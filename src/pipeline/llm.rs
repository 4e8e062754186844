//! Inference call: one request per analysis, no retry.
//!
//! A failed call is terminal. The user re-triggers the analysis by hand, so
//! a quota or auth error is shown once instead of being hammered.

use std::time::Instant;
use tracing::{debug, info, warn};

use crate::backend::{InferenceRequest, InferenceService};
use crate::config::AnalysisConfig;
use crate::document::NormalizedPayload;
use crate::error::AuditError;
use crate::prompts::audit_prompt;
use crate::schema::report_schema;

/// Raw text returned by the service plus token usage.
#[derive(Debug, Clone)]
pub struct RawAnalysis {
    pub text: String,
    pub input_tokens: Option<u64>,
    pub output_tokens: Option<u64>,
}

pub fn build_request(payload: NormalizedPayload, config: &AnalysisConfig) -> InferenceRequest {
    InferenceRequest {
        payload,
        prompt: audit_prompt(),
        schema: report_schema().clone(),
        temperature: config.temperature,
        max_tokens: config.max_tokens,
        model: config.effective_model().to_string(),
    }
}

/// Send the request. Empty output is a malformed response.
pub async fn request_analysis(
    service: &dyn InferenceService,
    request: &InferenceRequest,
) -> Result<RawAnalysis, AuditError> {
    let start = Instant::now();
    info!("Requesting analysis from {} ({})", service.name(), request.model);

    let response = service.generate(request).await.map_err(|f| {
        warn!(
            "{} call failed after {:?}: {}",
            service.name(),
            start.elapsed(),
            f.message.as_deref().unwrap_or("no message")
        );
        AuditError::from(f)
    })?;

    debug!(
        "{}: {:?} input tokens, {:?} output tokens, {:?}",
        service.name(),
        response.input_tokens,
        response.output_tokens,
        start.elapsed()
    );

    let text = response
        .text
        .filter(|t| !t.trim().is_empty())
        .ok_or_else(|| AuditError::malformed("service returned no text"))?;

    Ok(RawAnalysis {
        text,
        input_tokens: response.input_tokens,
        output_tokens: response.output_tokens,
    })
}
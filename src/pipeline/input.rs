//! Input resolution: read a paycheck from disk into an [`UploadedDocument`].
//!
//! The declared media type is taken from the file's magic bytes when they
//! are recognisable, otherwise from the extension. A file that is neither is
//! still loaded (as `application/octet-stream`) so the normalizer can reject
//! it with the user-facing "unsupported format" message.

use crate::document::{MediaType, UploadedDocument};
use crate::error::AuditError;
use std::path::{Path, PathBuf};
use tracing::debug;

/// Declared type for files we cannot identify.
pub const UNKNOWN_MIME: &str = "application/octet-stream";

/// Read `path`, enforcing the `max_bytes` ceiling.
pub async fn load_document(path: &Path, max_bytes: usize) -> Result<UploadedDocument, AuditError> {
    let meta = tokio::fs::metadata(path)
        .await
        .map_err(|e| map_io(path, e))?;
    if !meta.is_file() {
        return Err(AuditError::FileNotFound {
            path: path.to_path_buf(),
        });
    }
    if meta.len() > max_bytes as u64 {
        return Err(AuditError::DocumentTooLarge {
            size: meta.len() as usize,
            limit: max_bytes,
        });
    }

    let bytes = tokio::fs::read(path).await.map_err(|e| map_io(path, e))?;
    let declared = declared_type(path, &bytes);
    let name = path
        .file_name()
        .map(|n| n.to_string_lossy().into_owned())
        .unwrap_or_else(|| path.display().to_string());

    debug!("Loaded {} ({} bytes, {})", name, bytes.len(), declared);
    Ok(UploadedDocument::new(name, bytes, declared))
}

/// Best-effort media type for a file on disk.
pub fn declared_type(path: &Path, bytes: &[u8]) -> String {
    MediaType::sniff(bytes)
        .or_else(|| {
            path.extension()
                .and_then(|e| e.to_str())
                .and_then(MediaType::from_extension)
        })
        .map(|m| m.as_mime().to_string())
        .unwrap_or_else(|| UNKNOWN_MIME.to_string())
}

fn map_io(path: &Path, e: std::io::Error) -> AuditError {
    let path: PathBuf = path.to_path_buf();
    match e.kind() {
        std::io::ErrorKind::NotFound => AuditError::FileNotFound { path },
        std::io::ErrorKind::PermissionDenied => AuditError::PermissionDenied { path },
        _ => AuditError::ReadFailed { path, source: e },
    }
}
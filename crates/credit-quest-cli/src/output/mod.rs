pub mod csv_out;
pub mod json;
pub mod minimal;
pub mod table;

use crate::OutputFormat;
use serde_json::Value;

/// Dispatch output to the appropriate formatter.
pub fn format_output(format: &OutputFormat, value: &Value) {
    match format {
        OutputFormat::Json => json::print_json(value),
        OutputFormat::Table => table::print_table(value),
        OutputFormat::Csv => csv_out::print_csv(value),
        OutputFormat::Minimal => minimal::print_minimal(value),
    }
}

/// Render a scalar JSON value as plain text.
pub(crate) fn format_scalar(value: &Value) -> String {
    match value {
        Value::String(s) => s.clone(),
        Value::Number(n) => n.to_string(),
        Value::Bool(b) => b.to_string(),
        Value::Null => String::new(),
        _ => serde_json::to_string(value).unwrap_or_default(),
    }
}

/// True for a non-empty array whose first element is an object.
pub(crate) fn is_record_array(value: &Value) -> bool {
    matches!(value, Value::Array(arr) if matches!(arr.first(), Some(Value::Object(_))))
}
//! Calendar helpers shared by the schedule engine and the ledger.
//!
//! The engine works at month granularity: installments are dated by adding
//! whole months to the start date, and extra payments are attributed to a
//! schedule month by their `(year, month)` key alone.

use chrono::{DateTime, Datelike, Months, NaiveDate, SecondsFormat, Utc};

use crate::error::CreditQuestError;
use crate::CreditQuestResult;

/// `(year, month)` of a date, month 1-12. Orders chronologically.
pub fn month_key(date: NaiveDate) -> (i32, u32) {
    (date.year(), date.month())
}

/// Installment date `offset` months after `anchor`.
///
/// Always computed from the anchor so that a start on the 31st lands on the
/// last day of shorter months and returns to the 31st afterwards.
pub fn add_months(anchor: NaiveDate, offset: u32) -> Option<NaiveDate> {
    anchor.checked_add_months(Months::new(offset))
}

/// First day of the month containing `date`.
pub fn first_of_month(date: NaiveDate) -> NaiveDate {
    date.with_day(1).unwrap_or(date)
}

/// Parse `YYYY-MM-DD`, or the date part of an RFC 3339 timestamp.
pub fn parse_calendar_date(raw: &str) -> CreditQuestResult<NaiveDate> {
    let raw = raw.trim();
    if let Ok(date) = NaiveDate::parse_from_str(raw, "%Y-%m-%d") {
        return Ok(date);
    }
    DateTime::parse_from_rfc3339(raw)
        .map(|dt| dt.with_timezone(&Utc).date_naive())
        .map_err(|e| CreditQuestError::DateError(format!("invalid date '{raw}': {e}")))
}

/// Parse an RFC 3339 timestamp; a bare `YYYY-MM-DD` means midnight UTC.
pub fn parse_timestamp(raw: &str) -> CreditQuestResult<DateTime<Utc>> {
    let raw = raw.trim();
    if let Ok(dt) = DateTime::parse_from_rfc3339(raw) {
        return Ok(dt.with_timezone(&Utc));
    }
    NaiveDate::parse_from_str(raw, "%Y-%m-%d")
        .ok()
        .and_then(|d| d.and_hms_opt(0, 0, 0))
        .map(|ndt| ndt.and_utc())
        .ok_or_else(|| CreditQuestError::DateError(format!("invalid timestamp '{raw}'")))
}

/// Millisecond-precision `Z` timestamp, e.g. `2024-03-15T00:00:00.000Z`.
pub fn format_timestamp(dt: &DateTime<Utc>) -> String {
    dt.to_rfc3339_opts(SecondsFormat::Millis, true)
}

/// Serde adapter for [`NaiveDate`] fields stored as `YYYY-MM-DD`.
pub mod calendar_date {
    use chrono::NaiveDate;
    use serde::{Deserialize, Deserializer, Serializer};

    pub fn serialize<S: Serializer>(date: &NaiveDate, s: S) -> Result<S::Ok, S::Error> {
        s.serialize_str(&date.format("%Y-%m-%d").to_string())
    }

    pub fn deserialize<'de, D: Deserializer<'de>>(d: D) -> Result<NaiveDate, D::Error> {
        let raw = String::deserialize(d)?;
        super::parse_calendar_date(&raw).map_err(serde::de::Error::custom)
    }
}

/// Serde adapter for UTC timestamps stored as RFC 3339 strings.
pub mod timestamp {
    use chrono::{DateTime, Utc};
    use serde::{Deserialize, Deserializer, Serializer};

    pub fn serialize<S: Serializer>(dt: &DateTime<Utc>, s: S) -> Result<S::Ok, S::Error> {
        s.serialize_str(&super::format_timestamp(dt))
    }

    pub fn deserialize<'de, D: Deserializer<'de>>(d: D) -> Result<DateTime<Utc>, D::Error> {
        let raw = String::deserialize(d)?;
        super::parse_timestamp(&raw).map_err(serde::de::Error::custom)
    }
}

---*---

- [INSTRUCTIONS FOR THE TASK]:
Your answer must be every line from the listing above that holds the string "DateError".

- [EXERCISE OUTPUT]:
        .map_err(|e| CreditQuestError::DateError(format!("invalid date '{raw}': {e}")))
        .ok_or_else(|| CreditQuestError::DateError(format!("invalid timestamp '{raw}'")))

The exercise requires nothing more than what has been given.